### Task statement
In the listing below, find each line holding "CreatedRto" and copy it.

### Information shown

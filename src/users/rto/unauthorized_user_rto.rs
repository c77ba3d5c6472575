use chrono::{DateTime, Utc};
use serde::{Deserialize, Serialize};

use crate::shared::role::Role;
use crate::users::model::user::User;

/// A user waiting for authorization. Carries neither the password, the
/// token invalidation flag, nor the joined role.
#[derive(Debug, Clone, Serialize, Deserialize, PartialEq, Eq)]
#[serde(rename_all = "camelCase")]
pub struct UnauthorizedUserRto {
  pub id: String,
  pub email: String,
  pub role_id: Role,
  pub active: bool,
  pub created_at: DateTime<Utc>,
  pub updated_at: DateTime<Utc>,
}

impl From<User> for UnauthorizedUserRto {
  fn from(user: User) -> Self {
    Self {
      id: user.id,
      email: user.email,
      role_id: user.role,
      active: user.active,
      created_at: user.created_at,
      updated_at: user.updated_at,
    }
  }
}
pub mod login_rto;
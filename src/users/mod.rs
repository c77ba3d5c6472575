pub mod dto;
pub mod lifecycle;
pub mod model;
pub mod repository;
pub mod rto;

use actix_web::{web, HttpResponse};
use chrono::Utc;
use dto::create_user_dto::{CreateManyDto, CreateUserDto};
use dto::replace_user_dto::{ReplaceUserDto, UpdateUserDto};
use dto::user_list_query::UserListQuery;
use lifecycle::{LifecycleError, UserChanges};
use model::user::User;
use repository::user_repository::{
  FindOneProperty, UserFilter, UserRepository, Visibility,
};
use rto::find_user_rto::FindUserRto;
use rto::unauthorized_user_rto::UnauthorizedUserRto;
use tracing::{debug, info};
use validator::Validate;

use crate::auth::identity::{AdminUser, CurrentUser};
use crate::shared::http_error::{AppError, CONCURRENT_CHANGE};
use crate::shared::notifier::dispatch_credentials;
use crate::shared::pagination::{Page, PageQuery};
use crate::shared::rto::{created_rto::CreatedRto, status_rto::StatusRto};
use crate::AppState;

fn user_not_found() -> AppError {
  AppError::NotFound(LifecycleError::NotFound.to_string())
}

fn status_ok() -> HttpResponse {
  HttpResponse::Ok().json(StatusRto::OK)
}

async fn find_user<UR: UserRepository>(
  data: &AppState<UR>,
  id: &str,
  visibility: Visibility,
) -> Result<User, AppError> {
  data
    .user_repository
    .find_one(FindOneProperty::Id(id), visibility)
    .await?
    .ok_or_else(user_not_found)
}

pub async fn get_users<UR: UserRepository>(
  data: web::Data<AppState<UR>>,
  query: web::Query<UserListQuery>,
  _user: CurrentUser,
) -> Result<HttpResponse, AppError> {
  query.validate()?;
  let page = query.page();
  let (users, total) = data
    .user_repository
    .find_many(&query.filter(), Some(&page))
    .await?;
  Ok(
    HttpResponse::Ok()
      .json(Page::new(users, total, &page).map(FindUserRto::from)),
  )
}

pub async fn get_user<UR: UserRepository>(
  data: web::Data<AppState<UR>>,
  path: web::Path<String>,
  _user: CurrentUser,
) -> Result<HttpResponse, AppError> {
  let user = find_user(&data, &path, Visibility::ExcludeDeleted)
    .await
    .map_err(|error| match error {
      AppError::NotFound(_) => {
        AppError::NotFound(String::from("User not found"))
      }
      other => other,
    })?;
  Ok(HttpResponse::Ok().json(FindUserRto::from(user)))
}

pub async fn create_user<UR: UserRepository>(
  data: web::Data<AppState<UR>>,
  dto: web::Json<CreateUserDto>,
  _admin: AdminUser,
) -> Result<HttpResponse, AppError> {
  dto.validate()?;
  let user = build_user(&data, dto.into_inner()).await?;
  let id = user.id.clone();
  data.user_repository.create(user).await?;

  info!(user_id = %id, "user created");
  Ok(CreatedRto::response(&id))
}

pub async fn create_users<UR: UserRepository>(
  data: web::Data<AppState<UR>>,
  dto: web::Json<CreateManyDto>,
  _admin: AdminUser,
) -> Result<HttpResponse, AppError> {
  dto.validate()?;
  let mut users = Vec::with_capacity(dto.bulk.len());
  for entry in dto.into_inner().bulk {
    users.push(build_user(&data, entry).await?);
  }
  let created: Vec<CreatedRto> = users
    .iter()
    .map(|user| CreatedRto {
      id: user.id.clone(),
    })
    .collect();
  data.user_repository.create_many(users).await?;

  info!(count = created.len(), "users created in bulk");
  Ok(HttpResponse::Created().json(created))
}

async fn build_user<UR: UserRepository>(
  data: &AppState<UR>,
  dto: CreateUserDto,
) -> Result<User, AppError> {
  let password_hash = data.hasher.hash_password(&dto.password).await?;
  Ok(User::new(dto.email, password_hash, dto.role_id, dto.active))
}

pub async fn replace_user<UR: UserRepository>(
  data: web::Data<AppState<UR>>,
  path: web::Path<String>,
  dto: web::Json<ReplaceUserDto>,
  _admin: AdminUser,
) -> Result<HttpResponse, AppError> {
  dto.validate()?;
  let (changes, password) = dto.into_inner().split();
  apply_changes(&data, &path, changes, password).await
}

pub async fn update_user<UR: UserRepository>(
  data: web::Data<AppState<UR>>,
  path: web::Path<String>,
  dto: web::Json<UpdateUserDto>,
  _admin: AdminUser,
) -> Result<HttpResponse, AppError> {
  dto.validate()?;
  let (changes, password) = dto.into_inner().split();
  apply_changes(&data, &path, changes, password).await
}

async fn apply_changes<UR: UserRepository>(
  data: &AppState<UR>,
  id: &str,
  changes: UserChanges,
  password: Option<String>,
) -> Result<HttpResponse, AppError> {
  let mut user = find_user(data, id, Visibility::ExcludeDeleted).await?;
  let read_at = user.updated_at;

  let invalidated = user.apply_changes(changes, Utc::now()).map_err(|error| {
    debug!(user_id = %id, %error, "user change rejected");
    AppError::from(error)
  })?;
  if let Some(password) = password {
    user.password_hash = data.hasher.hash_password(&password).await?;
  }

  // Deleted, activated or otherwise changed since it was read.
  if !data.user_repository.update(&user, read_at).await? {
    debug!(user_id = %id, "user changed while being updated");
    return Err(AppError::Conflict(String::from(CONCURRENT_CHANGE)));
  }

  if invalidated {
    info!(
      user_id = %id,
      role = user.role.name(),
      "role changed, tokens invalidated"
    );
  }
  Ok(status_ok())
}

pub async fn delete_user<UR: UserRepository>(
  data: web::Data<AppState<UR>>,
  path: web::Path<String>,
  _admin: AdminUser,
) -> Result<HttpResponse, AppError> {
  if !data.user_repository.soft_delete(&path, Utc::now()).await? {
    return Err(user_not_found());
  }
  info!(user_id = %path.as_str(), "user soft-deleted");
  Ok(status_ok())
}

pub async fn restore_user<UR: UserRepository>(
  data: web::Data<AppState<UR>>,
  path: web::Path<String>,
  _admin: AdminUser,
) -> Result<HttpResponse, AppError> {
  let user = find_user(&data, &path, Visibility::OnlyDeleted).await?;
  if !data.user_repository.restore(&user.id, Utc::now()).await? {
    return Err(user_not_found());
  }
  info!(user_id = %user.id, "user restored");
  Ok(status_ok())
}

/// Every soft-deleted user.
pub async fn list_inactive<UR: UserRepository>(
  data: web::Data<AppState<UR>>,
  _admin: AdminUser,
) -> Result<HttpResponse, AppError> {
  let filter = UserFilter {
    visibility: Visibility::OnlyDeleted,
    ..UserFilter::default()
  };
  let (users, _) = data.user_repository.find_many(&filter, None).await?;
  let users: Vec<FindUserRto> =
    users.into_iter().map(FindUserRto::from).collect();
  Ok(HttpResponse::Ok().json(users))
}

/// Users still waiting for authorization, with sensitive fields removed.
pub async fn list_unauthorized<UR: UserRepository>(
  data: web::Data<AppState<UR>>,
  query: web::Query<PageQuery>,
  _admin: AdminUser,
) -> Result<HttpResponse, AppError> {
  query.validate()?;
  let query = query.into_inner();
  let filter = UserFilter {
    active: Some(false),
    ..UserFilter::default()
  };
  let (users, total) =
    data.user_repository.find_many(&filter, Some(&query)).await?;
  Ok(
    HttpResponse::Ok()
      .json(Page::new(users, total, &query).map(UnauthorizedUserRto::from)),
  )
}

/// Activates an employee and mails a freshly issued password.
pub async fn authorize_user<UR: UserRepository>(
  data: web::Data<AppState<UR>>,
  path: web::Path<String>,
  _admin: AdminUser,
) -> Result<HttpResponse, AppError> {
  let user = find_user(&data, &path, Visibility::ExcludeDeleted).await?;
  user.ensure_authorizable().map_err(|error| {
    debug!(
      user_id = %user.id,
      state = ?user.state(),
      %error,
      "user is not authorizable"
    );
    AppError::from(error)
  })?;

  let password = data.password_generator.generate()?;
  let password_hash = data.hasher.hash_password(&password).await?;

  // Another request may have activated the user in the meantime.
  if !data
    .user_repository
    .activate(&user.id, &password_hash, Utc::now())
    .await?
  {
    return Err(user_not_found());
  }

  info!(user_id = %user.id, "user authorized");
  dispatch_credentials(data.notifier.clone(), user.email, password);
  Ok(status_ok())
}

### Response area
use crate::shared::rto::{created_rto::CreatedRto, status_rto::StatusRto};
  Ok(CreatedRto::response(&id))
  let created: Vec<CreatedRto> = users
    .map(|user| CreatedRto {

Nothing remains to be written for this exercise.